Pa. Senator Proposes Daily Fantasy, Online Gambling Bill, But There’s a Catch
You soon might be able to gamble online in Pennsylvania.
Pennsylvania Sen. Jay Costa issued a co-sponsorship memoranda earlier this week detailing his plans for a bill that would legalize online gambling, daily fantasy and online lotteries.
Online gambling is legal in New Jersey. In Pennsylvania, currently licensed casinos would have to pay a fee of $10 million for a license to offer online gambling; vendors that offer games would have to pay a $5 million licensing fee. Online gambling would be taxed at a rate of 25 percent. Currently, slot machines in Pennsylvania are taxed at 54 percent, while table games are taxed at 16 percent.

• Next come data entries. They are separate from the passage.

//! Filepath: src/infra/walk.rs
//! Source document discovery.
//! - Recursive, follows symlinks by default (loops are reported, not fatal)
//! - Selects files whose *name* matches the include globs (default `*.json`)
//! - Classifies files under an excluded path as `Excluded` instead of
//!   yielding them as documents
//! - Lazy: entries are produced while the tree is walked
//!
//! Backed by ripgrep's `ignore` crate with its standard filters disabled
//! (no .gitignore, hidden files included) and `globset`.

use std::ffi::OsString;
use std::path::{Path, PathBuf};
use std::sync::Arc;

use anyhow::Result;
use globset::{Glob, GlobSet, GlobSetBuilder};
use ignore::WalkBuilder;

use crate::core::error::PipelineError;

/// Decides whether a document is kept out of extraction.
/// Receives the path relative to the traversal root.
pub trait ExclusionPolicy: Send + Sync
{
    fn excludes(
        &self,
        relative: &Path,
    ) -> bool;
}

impl<F> ExclusionPolicy for F
where
    F: Fn(&Path) -> bool + Send + Sync,
{
    fn excludes(
        &self,
        relative: &Path,
    ) -> bool
    {
        self(relative)
    }
}

/// Excludes any path with a component equal to one of the segments.
/// `tests` matches `a/tests/b.json` but not `a/contests/b.json`.
#[derive(Debug, Clone, Default)]
pub struct SegmentExclusion
{
    segments: Vec<OsString>,
}

impl SegmentExclusion
{
    pub fn new<I, S>(segments: I) -> Self
    where
        I: IntoIterator<Item = S>,
        S: Into<OsString>,
    {
        Self {
            segments: segments
                .into_iter()
                .map(Into::into)
                .collect(),
        }
    }
}

impl ExclusionPolicy for SegmentExclusion
{
    fn excludes(
        &self,
        relative: &Path,
    ) -> bool
    {
        relative
            .components()
            .any(|c| {
                self.segments
                    .iter()
                    .any(|s| s.as_os_str() == c.as_os_str())
            })
    }
}

/// One classified walk entry
#[derive(Debug)]
pub enum WalkItem
{
    /// Matches the include globs and is not excluded
    Document(PathBuf),
    /// Matches the include globs but sits under an excluded path
    Excluded(PathBuf),
    /// Entry below the root could not be read (permission, symlink loop)
    Error(ignore::Error),
}

/// Walker producing source documents under a root.
pub struct FileWalker
{
    /// Compiled file-name patterns selecting documents
    include: GlobSet,

    /// Policy consulted for every matching file
    exclusion: Arc<dyn ExclusionPolicy>,

    /// Follow symbolic links; default true
    follow_symlinks: bool,
}

impl FileWalker
{
    /// Build a walker selecting file names that match any of `include_patterns`
    /// (e.g., "*.json", "*.def.json"). Nothing is excluded until
    /// `with_exclusion` is called.
    pub fn new(include_patterns: &[String]) -> Result<Self>
    {
        let mut builder = GlobSetBuilder::new();

        for pattern in include_patterns
        {
            builder.add(Glob::new(pattern)?);
        }

        Ok(Self {
            include: builder.build()?,
            exclusion: Arc::new(|_: &Path| false),
            follow_symlinks: true,
        })
    }

    /// Replace the exclusion policy.
    pub fn with_exclusion(
        mut self,
        policy: impl ExclusionPolicy + 'static,
    ) -> Self
    {
        self.exclusion = Arc::new(policy);
        self
    }

    /// (Optional) Follow or skip symbolic links (default true).
    pub fn with_follow_symlinks(
        mut self,
        follow: bool,
    ) -> Self
    {
        self.follow_symlinks = follow;
        self
    }

    /// Internal: construct a configured WalkBuilder for `root`.
    fn build_walk(
        &self,
        root: &Path,
    ) -> WalkBuilder
    {
        let mut b = WalkBuilder::new(root);

        // Plain recursive traversal: no ignore files, hidden entries included
        b.standard_filters(false);

        b.follow_links(self.follow_symlinks);

        // Stable order within a directory keeps reports readable
        b.sort_by_file_name(|a, b| a.cmp(b));

        b
    }

    /// Lazily walk `root`. Fails up front only when the root itself cannot
    /// be read; errors deeper in the tree come back as `WalkItem::Error`.
    pub fn walk<'a>(
        &'a self,
        root: &'a Path,
    ) -> Result<impl Iterator<Item = WalkItem> + 'a, PipelineError>
    {
        std::fs::read_dir(root)
            .map_err(|source| PipelineError::RootUnreadable { path: root.to_path_buf(), source })?;

        let walker = self
            .build_walk(root)
            .build();

        Ok(walker.filter_map(move |res| {
            let entry = match res
            {
                Ok(entry) => entry,
                Err(err) => return Some(WalkItem::Error(err)),
            };

            // Keep only regular files (symlink targets when following)
            if !entry
                .file_type()
                .is_some_and(|ft| ft.is_file())
            {
                return None;
            }

            if !self
                .include
                .is_match(entry.file_name())
            {
                return None;
            }

            let path = entry.into_path();
            let rel = path
                .strip_prefix(root)
                .unwrap_or(&path);

            if self
                .exclusion
                .excludes(rel)
            {
                Some(WalkItem::Excluded(path))
            }
            else
            {
                Some(WalkItem::Document(path))
            }
        }))
    }

    /// Collect the documents under `root`, dropping excluded files and
    /// traversal errors.
    #[cfg(test)]
    fn documents(
        &self,
        root: &Path,
    ) -> Result<Vec<PathBuf>, PipelineError>
    {
        Ok(self
            .walk(root)?
            .filter_map(|item| match item
            {
                WalkItem::Document(p) => Some(p),
                _ => None,
            })
            .collect())
    }
}

#[cfg(test)]
mod tests
{
    use std::fs;

    use tempfile::TempDir;

    use super::*;

    /// Create a file with parent dirs as needed
    fn write_file(
        root: &Path,
        rel: &str,
        contents: &str,
    ) -> Result<()>
    {
        let path = root.join(rel);
        if let Some(parent) = path.parent()
        {
            std::fs::create_dir_all(parent)?;
        }
        fs::write(path, contents)?;
        Ok(())
    }

    fn relative(
        root: &Path,
        files: Vec<PathBuf>,
    ) -> Vec<PathBuf>
    {
        files
            .into_iter()
            .map(|p| {
                p.strip_prefix(root)
                    .unwrap()
                    .to_path_buf()
            })
            .collect()
    }

    fn json_walker() -> Result<FileWalker>
    {
        Ok(FileWalker::new(&["*.json".to_string()])?.with_exclusion(SegmentExclusion::new(["tests"])))
    }

    #[test]
    fn test_selects_json_recursively() -> Result<()>
    {
        let temp_dir = TempDir::new()?;
        let root = temp_dir.path();

        write_file(root, "a.json", "{}")?;
        write_file(root, "plugins/b/plugin.json", "{}")?;
        write_file(root, "README.md", "# readme")?;
        write_file(root, "c.json.bak", "{}")?;

        let mut files = relative(root, json_walker()?.documents(root)?);
        files.sort();

        assert_eq!(files, vec![PathBuf::from("a.json"), PathBuf::from("plugins/b/plugin.json")]);
        Ok(())
    }

    #[test]
    fn test_fixture_segment_is_excluded() -> Result<()>
    {
        let temp_dir = TempDir::new()?;
        let root = temp_dir.path();

        write_file(root, "cfg/a.json", "{}")?;
        write_file(root, "cfg/tests/b.json", "{}")?;
        write_file(root, "tests/deep/c.json", "{}")?;
        write_file(root, "contests/d.json", "{}")?;

        let walker = json_walker()?;
        let mut docs = Vec::new();
        let mut excluded = Vec::new();
        for item in walker.walk(root)?
        {
            match item
            {
                WalkItem::Document(p) => docs.push(p),
                WalkItem::Excluded(p) => excluded.push(p),
                WalkItem::Error(e) => panic!("unexpected walk error: {e}"),
            }
        }

        let mut docs = relative(root, docs);
        docs.sort();
        let mut excluded = relative(root, excluded);
        excluded.sort();

        assert_eq!(docs, vec![PathBuf::from("cfg/a.json"), PathBuf::from("contests/d.json")]);
        assert_eq!(
            excluded,
            vec![PathBuf::from("cfg/tests/b.json"), PathBuf::from("tests/deep/c.json")]
        );
        Ok(())
    }

    #[test]
    fn test_exclusion_is_relative_to_root() -> Result<()>
    {
        let temp_dir = TempDir::new()?;
        let root = temp_dir
            .path()
            .join("tests")
            .join("cfg");

        write_file(&root, "a.json", "{}")?;

        let files = relative(&root, json_walker()?.documents(&root)?);
        assert_eq!(files, vec![PathBuf::from("a.json")]);
        Ok(())
    }

    #[test]
    fn test_closure_policy() -> Result<()>
    {
        let temp_dir = TempDir::new()?;
        let root = temp_dir.path();

        write_file(root, "keep.json", "{}")?;
        write_file(root, "skip.json", "{}")?;

        let walker = FileWalker::new(&["*.json".to_string()])?
            .with_exclusion(|rel: &Path| rel.ends_with("skip.json"));
        let files = relative(root, walker.documents(root)?);

        assert_eq!(files, vec![PathBuf::from("keep.json")]);
        Ok(())
    }

    #[test]
    fn test_hidden_entries_are_walked() -> Result<()>
    {
        let temp_dir = TempDir::new()?;
        let root = temp_dir.path();

        write_file(root, ".hidden/a.json", "{}")?;
        write_file(root, ".gitignore", "*.json")?;

        let files = relative(root, json_walker()?.documents(root)?);
        assert_eq!(files, vec![PathBuf::from(".hidden/a.json")]);
        Ok(())
    }

    #[test]
    fn test_unreadable_root_is_fatal() -> Result<()>
    {
        let temp_dir = TempDir::new()?;
        let missing = temp_dir
            .path()
            .join("missing");

        let walker = json_walker()?;
        let err = walker
            .walk(&missing)
            .err()
            .expect("missing root must fail");
        assert!(err.is_fatal());
        Ok(())
    }

    #[cfg(unix)]
    #[test]
    fn test_follows_symlinks() -> Result<()>
    {
        use std::os::unix::fs::symlink;

        let temp_dir = TempDir::new()?;
        let outside = TempDir::new()?;
        let root = temp_dir.path();

        write_file(outside.path(), "shared/x.json", "{}")?;
        symlink(outside.path().join("shared"), root.join("linked"))?;

        let files = relative(root, json_walker()?.documents(root)?);
        assert_eq!(files, vec![PathBuf::from("linked/x.json")]);

        let files = json_walker()?
            .with_follow_symlinks(false)
            .documents(root)?;
        assert!(files.is_empty());
        Ok(())
    }
}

The daily fantasy provision in Costa’s memorandum is interesting. In order to be licensed in Pennsylvania, companies would have to pay a $2.5 million licensing fee. Revenues would then be taxed at 25 percent. Legal Sports Report, a site that covers online sports gambling, says the 25 percent tax and $2.5 million licensing fee would be the highest in the country.

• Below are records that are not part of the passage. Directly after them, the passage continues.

use anyhow::Result;
use clap::Parser;
use jsonpot::cli::{AppContext, Cli, Commands};
use tracing_subscriber::EnvFilter;

fn main() -> Result<()> {
    let cli = Cli::parse();

    // Logs go to stderr; JSONPOT_LOG=debug shows every document's path through the pipeline
    let filter = EnvFilter::try_from_env("JSONPOT_LOG").unwrap_or_else(|_| EnvFilter::new("warn"));
    let _ = tracing_subscriber::fmt()
        .with_env_filter(filter)
        .with_writer(std::io::stderr)
        .with_ansi(!cli.no_color)
        .try_init();

    // Build a context once, pass everywhere
    let ctx = AppContext {
        quiet: cli.quiet,
        no_color: cli.no_color,
        dry_run: cli.dry_run,
    };

    match cli.command {
        Commands::Run(args) => jsonpot::core::run(args, &ctx),
        Commands::Init(args) => jsonpot::infra::config::init(args, &ctx),
        Commands::Completions(args) => jsonpot::completion::run(args, &ctx),
    }
}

“No state has set a DFS licensing fee anywhere near $2.5 million, let alone seven figures,” the site’s Dustin Gouker writes. “The 25% tax rate would be the highest tax rate, by far, of the states that tax DFS revenue. The only ones close are New York (15.5%) and Missouri (11.5%).”

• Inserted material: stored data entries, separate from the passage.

//! Shell completion generation using clap_complete.

use anyhow::{Context, Result};
use clap::{Command, CommandFactory};
use clap_complete::{Shell as CompletionShell, generate, generate_to};
use std::{fs, io};

use crate::cli::{AppContext, Cli, CompletionsArgs, Shell};

const BIN_NAME: &str = "jsonpot";

impl From<Shell> for CompletionShell {
    fn from(shell: Shell) -> Self {
        match shell {
            Shell::Bash => CompletionShell::Bash,
            Shell::Zsh => CompletionShell::Zsh,
            Shell::Fish => CompletionShell::Fish,
            Shell::PowerShell => CompletionShell::PowerShell,
            Shell::Elvish => CompletionShell::Elvish,
        }
    }
}

pub fn run(args: CompletionsArgs, ctx: &AppContext) -> Result<()> {
    let mut cmd: Command = Cli::command();
    let shell: CompletionShell = args.shell.into();

    if args.stdout {
        generate(shell, &mut cmd, BIN_NAME, &mut io::stdout());
        return Ok(());
    }

    let dir = args
        .out_dir
        .ok_or_else(|| anyhow::anyhow!("--out-dir is required unless --stdout is set"))?;

    if ctx.dry_run {
        if !ctx.quiet {
            eprintln!("Would write {shell} completion into {}", dir.display());
        }
        return Ok(());
    }

    fs::create_dir_all(&dir).context("create --out-dir")?;
    let path = generate_to(shell, &mut cmd, BIN_NAME, &dir).context("generate completion file")?;

    if !ctx.quiet {
        eprintln!("Wrote completion to {}", path.display());
    }
    Ok(())
}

The two major daily fantasy companies, DraftKings and FanDuel, currently operate unlicensed in the state. Costa’s memo says the state expects to generate $5 million from the licensing fee, meaning the state only expects those two sites to pay to compete in the state. (Though it may not even get that — DraftKings and FanDuel agreed on a merger in November, and expect to have it completed by the second half of 2017.)
Per Online Gambling Report, both Sands Bethlehem Casino and Parx Casino oppose the introduction of online gambling in the state. Parx and Sands Bethlehem are the state’s two most profitable casinos.
The bill would also allow the Pennsylvania Lottery to begin operating online lottery games, allow “tablet gaming” at the Philadelphia and Pittsburgh airports, re-enact the slot machine gaming local share provision the state supreme court declared unconstitutional last year, and make other various tweaks to the state’s gaming laws.
Costa’s memo says his bill would generate an estimated $137 million for the state in the current fiscal year.